EN el concilio de Nicea, en el siglo IV, los teólogos cristianos se pasaron horas y horas discutiendo si era una herejía que Dios Padre y Dios Hijo tuvieran la misma esencia en vez de la misma sustancia. No tengo muy claro qué concluyeron, si lo herético era la consustancialidad o la transubstanciación o la esencialidad, pero el caso es que esos debates puramente bizantinos -Nicea estaba cerca de lo que entonces era Bizancio- ocuparon horas y meses y años. Hubo obispos y fieles que fueron expulsados -o incluso ejecutados- por sostener la consustancialidad en vez de la transubstanciación del Padre y del Hijo, o al revés, ya no me acuerdo. Y mientras esto ocurría, el Imperio Romano iba adentrándose en una decadencia inexorable. Los bárbaros vencían a las legiones romanas, los emperadores se dedicaban a lo suyo (sexo, lujo, poder), el senado conspiraba -y robaba-, y el pueblo sufría, pero los teólogos seguían empeñados en sus peleas infinitas por las consustancialidad o la transubstanciación de la naturaleza divina.

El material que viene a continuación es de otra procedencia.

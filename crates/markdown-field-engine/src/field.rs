/// Plain form-field copy of the editor text, kept for conventional form submission
#[derive(Debug, Clone, PartialEq, Eq)]
pub struct FieldMirror {
    name: String,
    value: String,
}

impl FieldMirror {
    pub fn new(name: impl Into<String>) -> Self {
        Self {
            name: name.into(),
            value: String::new(),
        }
    }

    pub fn name(&self) -> &str {
        &self.name
    }

    pub fn value(&self) -> &str {
        &self.value
    }

    /// Replace the mirrored value with the current editor text
    pub fn sync(&mut self, text: &str) {
        if self.value != text {
            self.value.clear();
            self.value.push_str(text);
        }
    }

    /// Hidden form control carrying the value under the field name
    pub fn to_html(&self) -> String {
        format!(
            "<textarea name=\"{}\" hidden>{}</textarea>",
            html_escape::encode_double_quoted_attribute(&self.name),
            html_escape::encode_text(&self.value)
        )
    }
}

#[cfg(test)]
mod tests {
    use super::*;
    use pretty_assertions::assert_eq;

    #[test]
    fn test_sync_replaces_value() {
        let mut field = FieldMirror::new("body");
        field.sync("first");
        field.sync("second");
        assert_eq!(field.value(), "second");
        assert_eq!(field.name(), "body");
    }

    #[test]
    fn test_to_html_escapes_name_and_value() {
        let mut field = FieldMirror::new("a\"b");
        field.sync("<script>&</script>");
        assert_eq!(
            field.to_html(),
            "<textarea name=\"a&quot;b\" hidden>&lt;script&gt;&amp;&lt;/script&gt;</textarea>"
        );
    }
}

España, en septiembre de 2016, sería el lugar más adecuado para celebrar un nuevo concilio de Nicea (y con temperaturas de 45,4 grados, para que el acaloramiento de los debates encontrase un bonito reflejo en el atroz calor de las calles). Si no ando equivocado, en nuestro país hay una amenaza muy seria de quiebra del sistema de pensiones y de la Seguridad Social, hay un territorio que amenaza con declarar en cualquier momento la independencia -y otros que quizá quieran apuntarse-, y aparte de eso, los profesores y los alumnos no saben si este año habrá o no reválidas o qué libros de texto se van a usar -por no hablar de los incendios forestales, el cambio climático, la precariedad laboral o la amenaza yihadista-, pero lo único que parece preocupar a los candidatos son cuestiones tan abstrusas como la hipóstasis que obsesionaba a Eusebio de Nicomedia y a Theognis de Nicea.

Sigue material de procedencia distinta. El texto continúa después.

use std::borrow::Cow;
use std::fmt;
use std::ops::Range;

use xi_rope::Rope;

use crate::editing::Patch;

/// A line of the document located by offset
#[derive(Debug, Clone, Copy, PartialEq, Eq)]
pub struct LineSpan {
    /// Zero-based line index
    pub index: usize,
    /// Byte offset of the first character of the line
    pub start: usize,
    /// Byte offset just past the last character (before the `\n`)
    pub end: usize,
}

/// Document state: the full Markdown text plus the active selection.
///
/// The text lives in an `xi_rope::Rope`, so cloning a document (which is how
/// history snapshots are taken) shares structure instead of copying bytes.
/// All offsets are UTF-8 byte offsets into the text.
///
/// Invariant: `selection.start <= selection.end <= len()` and both ends sit on
/// char boundaries. Every setter clamps to keep it.
///
/// ```rust
/// # use markdown_field_engine::editing::Document;
/// let mut doc = Document::new("hello");
/// assert_eq!(doc.selection(), 5..5);
///
/// doc.set_selection(9..2);
/// assert_eq!(doc.selection(), 2..5);
/// ```
#[derive(Clone)]
pub struct Document {
    pub(crate) buffer: Rope,
    pub(crate) selection: Range<usize>,
}

impl Document {
    /// Create a document with the cursor at the end of the text
    pub fn new(text: &str) -> Self {
        let buffer = Rope::from(text);
        let len = buffer.len();
        Self {
            buffer,
            selection: len..len,
        }
    }

    /// Create a document from raw bytes, rejecting invalid UTF-8
    pub fn from_bytes(bytes: &[u8]) -> anyhow::Result<Self> {
        let text = std::str::from_utf8(bytes)?;
        Ok(Self::new(text))
    }

    pub(crate) fn from_parts(buffer: Rope, selection: Range<usize>) -> Self {
        let mut doc = Self {
            buffer,
            selection: 0..0,
        };
        doc.set_selection(selection);
        doc
    }

    /// Get the document's content as raw bytes
    pub fn to_bytes(&self) -> Vec<u8> {
        self.buffer.to_string().into_bytes()
    }

    /// Get the current text content
    pub fn text(&self) -> String {
        self.buffer.to_string()
    }

    /// Length of the text in bytes
    pub fn len(&self) -> usize {
        self.buffer.len()
    }

    pub fn is_empty(&self) -> bool {
        self.buffer.len() == 0
    }

    /// Get the current selection range
    pub fn selection(&self) -> Range<usize> {
        self.selection.clone()
    }

    /// The text covered by the selection
    pub fn selected_text(&self) -> Cow<'_, str> {
        self.slice_to_cow(self.selection.clone())
    }

    /// Replace the full text.
    ///
    /// The selection is clamped to the new length; callers that know where the
    /// cursor belongs follow up with [`Document::set_selection`].
    pub fn set_text(&mut self, text: &str) {
        self.set_buffer(Rope::from(text));
    }

    pub(crate) fn set_buffer(&mut self, buffer: Rope) {
        self.buffer = buffer;
        let selection = self.selection.clone();
        self.set_selection(selection);
    }

    /// Set the selection, clamping both ends into the text and ordering them
    pub fn set_selection(&mut self, selection: Range<usize>) {
        let a = self.clamp_offset(selection.start);
        let b = self.clamp_offset(selection.end);
        self.selection = a.min(b)..a.max(b);
    }

    /// Clamp an offset to `[0, len]` and move it back onto a char boundary
    pub fn clamp_offset(&self, offset: usize) -> usize {
        let len = self.buffer.len();
        if offset >= len {
            return len;
        }
        let text = self.slice_to_cow(0..len);
        let mut offset = offset;
        while !text.is_char_boundary(offset) {
            offset -= 1;
        }
        offset
    }

    /// Apply the text half of a patch.
    ///
    /// The selection is only clamped here; the patch's `new_selection` is
    /// applied separately once the surface reflects the new text.
    pub fn apply_text(&mut self, patch: &Patch) {
        let buffer = patch.delta.apply(&self.buffer);
        self.set_buffer(buffer);
    }

    /// Return a new document with both halves of the patch applied
    pub fn with_patch(&self, patch: &Patch) -> Self {
        let mut next = self.clone();
        next.apply_text(patch);
        next.set_selection(patch.new_selection.clone());
        next
    }

    /// Locate the line containing `offset`.
    ///
    /// An offset sitting exactly at the end of a line belongs to that line,
    /// not to the one after the newline.
    pub fn line_at(&self, offset: usize) -> LineSpan {
        line_at(&self.slice_to_cow(0..self.len()), offset)
    }

    /// Row and column (in chars) of a byte offset, for surfaces that place a caret
    pub fn point_of(&self, offset: usize) -> (usize, usize) {
        byte_to_point_in_text(&self.slice_to_cow(0..self.len()), offset)
    }

    /// Slice the buffer to a cow string
    pub fn slice_to_cow(&self, range: Range<usize>) -> Cow<'_, str> {
        let doc_len = self.buffer.len();

        // Clamp range to document bounds to prevent xi-rope panic
        let start = range.start.min(doc_len);
        let end = range.end.min(doc_len).max(start);

        self.buffer.slice_to_cow(start..end)
    }
}

impl fmt::Debug for Document {
    fn fmt(&self, f: &mut fmt::Formatter<'_>) -> fmt::Result {
        f.debug_struct("Document")
            .field("text", &self.text())
            .field("selection", &self.selection)
            .finish()
    }
}

impl PartialEq for Document {
    fn eq(&self, other: &Self) -> bool {
        self.selection == other.selection
            && self.slice_to_cow(0..self.len()) == other.slice_to_cow(0..other.len())
    }
}

impl Eq for Document {}

impl From<&str> for Document {
    fn from(text: &str) -> Self {
        Self::new(text)
    }
}

/// Scan line boundaries, accumulating offsets, until the line holding `offset`
pub(crate) fn line_at(text: &str, offset: usize) -> LineSpan {
    let mut start = 0;
    for (index, line) in text.split('\n').enumerate() {
        let end = start + line.len();
        if offset <= end {
            return LineSpan { index, start, end };
        }
        start = end + 1;
    }

    // Offsets past the end land on the last line
    let last_start = text.rfind('\n').map_or(0, |pos| pos + 1);
    LineSpan {
        index: text.matches('\n').count(),
        start: last_start,
        end: text.len(),
    }
}

/// Convert byte offset to (row, column) position in given text
fn byte_to_point_in_text(text: &str, byte_offset: usize) -> (usize, usize) {
    let mut offset = byte_offset.min(text.len());
    while !text.is_char_boundary(offset) {
        offset -= 1;
    }

    let before = &text[..offset];
    let row = before.matches('\n').count();
    let line_start = before.rfind('\n').map_or(0, |pos| pos + 1);
    let col = before[line_start..].chars().count();
    (row, col)
}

¿Tan difícil resulta aceptar la inapelable realidad de las cosas? ¿Tan complicado es negociar un programa de mínimos que intente poner remedio a alguno de estos problemas? ¿Hay una predestinación genética que nos empuja a convertirnos en un país fallido cada cincuenta años? ¿Y seguiremos con los absurdos debates teológicos hasta que todos nos muramos de risa o de vergüenza o de miedo? Por favor, un poquito de por favor.